I ran into a colleague a couple of months ago, a senior vice president of operations, someone I had recruited years ago. He was networking for a job. He was approaching month 14 of his transition, which is to say he was into month four of drawing from his retirement savings to pay the bills.
That I was shocked would be an understatement. Ten years ago when I recruited him for a regional health system, he was head and shoulders above the other candidates who were competing for the position. In discussing his transition he assured me that his performance was stellar but following a merger with another small regional health system, he lost his job. His boss decided to take an attractive payout and the new CEO wanted his COO in the role.
His transition story sounded familiar: In addition to a year’s salary, he was provided outplacement support. He explained that other than having a resume writer construct a new “modern” resume, getting some help on formulating his exit statement and weekly calls with an “Outplacement Navigator” regarding networking with some job leads, that was the extent of his career transition support. That agreement expired six months earlier and he had only sporadic contact with his navigator who had moved on to help other out of work executives.
How much emphasis did they place on interview coaching? “Very little,” he responded, “but I think I’m OK there. I do fairly well making public presentations.”

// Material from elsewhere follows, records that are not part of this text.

use crate::context::Context;
use crate::record::LogRecord;
use chrono::format::{Item, StrftimeItems};
use serde_json::{Map, Value};

/// Default line-mode timestamp pattern, microsecond precision.
pub const DEFAULT_TIMESTAMP_FORMAT: &str = "%Y-%m-%d %H:%M:%S%.6f";

/// ISO-8601 timestamp used by the structured formatter.
pub const STRUCTURED_TIMESTAMP_FORMAT: &str = "%Y-%m-%dT%H:%M:%S%.6f";

/// Returns `true` if chrono can render `pattern` without error.
pub fn is_valid_timestamp_format(pattern: &str) -> bool {
    !StrftimeItems::new(pattern).any(|item| matches!(item, Item::Error))
}

/// Rendering strategy selected once per logger.
#[derive(Debug, Clone, PartialEq, Eq)]
pub enum Formatter {
    /// `"<timestamp> | <LEVEL> | <message>"`.
    Line { timestamp_format: String },
    /// One JSON object per line.
    Structured,
}

impl Formatter {
    pub fn line(timestamp_format: impl Into<String>) -> Self {
        Formatter::Line {
            timestamp_format: timestamp_format.into(),
        }
    }

    pub fn is_structured(&self) -> bool {
        matches!(self, Formatter::Structured)
    }

    /// Render `record` observed under `context` into a single line without
    /// a trailing newline.
    pub fn render(&self, record: &LogRecord, context: &Context) -> String {
        match self {
            Formatter::Line { timestamp_format } => format!(
                "{} | {:<7} | {}",
                record.timestamp.format(timestamp_format),
                record.level.as_str(),
                record.message
            ),
            Formatter::Structured => render_structured(record, context),
        }
    }
}

fn render_structured(record: &LogRecord, context: &Context) -> String {
    let mut obj = Map::new();
    obj.insert(
        "timestamp".into(),
        Value::String(record.timestamp.format(STRUCTURED_TIMESTAMP_FORMAT).to_string()),
    );
    obj.insert("level".into(), Value::String(record.level.as_str().into()));
    obj.insert("logger".into(), Value::String(record.logger.clone()));
    obj.insert("message".into(), Value::String(record.message.clone()));
    obj.insert("request_id".into(), opt_string(&context.request_id));
    obj.insert("user_id".into(), opt_string(&context.user_id));

    let fields = &record.fields;
    if let Some(function) = &fields.function {
        obj.insert("function".into(), Value::String(function.clone()));
    }
    if let Some(code) = &fields.error_code {
        obj.insert("error_code".into(), Value::String(code.clone()));
    }
    if let Some(ms) = fields.duration_ms {
        // Non-finite durations have no JSON number form.
        obj.insert("duration_ms".into(), Value::from(ms));
    }
    if let Some(trace) = &fields.stack_trace {
        obj.insert("stack_trace".into(), Value::String(trace.clone()));
    }
    if !record.call_stack.is_empty() {
        obj.insert("call_stack".into(), Value::String(record.call_stack.clone()));
    }
    for (key, value) in &fields.extra {
        obj.insert(key.clone(), value.clone());
    }

    Value::Object(obj).to_string()
}

fn opt_string(value: &Option<String>) -> Value {
    match value {
        Some(v) => Value::String(v.clone()),
        None => Value::Null,
    }
}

Except that wasn’t exactly his strong suit. Being a good speaker and excelling in a job interview are two very different skill sets. In a mock interview I conducted with him, using a specific job opportunity scenario that included challenges and a list of performance expectations, my old friend fell short, way short. He was fine telling me about what he had done — where he worked and what he had accomplished, which was fine for an interview 10 year ago, but not for today. He was not able to convey his value to my mythical client, to connect his experience and successes with conversation regarding how he would go about addressing the client’s needs. His statement that the employer should be able to figure it all out reflected that he was out of touch with the today’s radically new job search environment.
After some intensive coaching and a follow-up mock interview session he called to report that he was a finalist for two positions, CEO and COO roles. He is now a CEO of a 275-bed hospital, a career-long ambition.
As you start this journey remember this: today’s job market is vastly different than the one we had even five years ago.
If you find yourself in the job market, or you are planning the next step up in your career, engage a transition coach who has personal experience in hiring executives, someone with the skills and knowledge to help you develop your value brand statement (aka, the value proposition) and who will invest the time it takes to help you become an effective storyteller, an executive who can master the art of the job interview.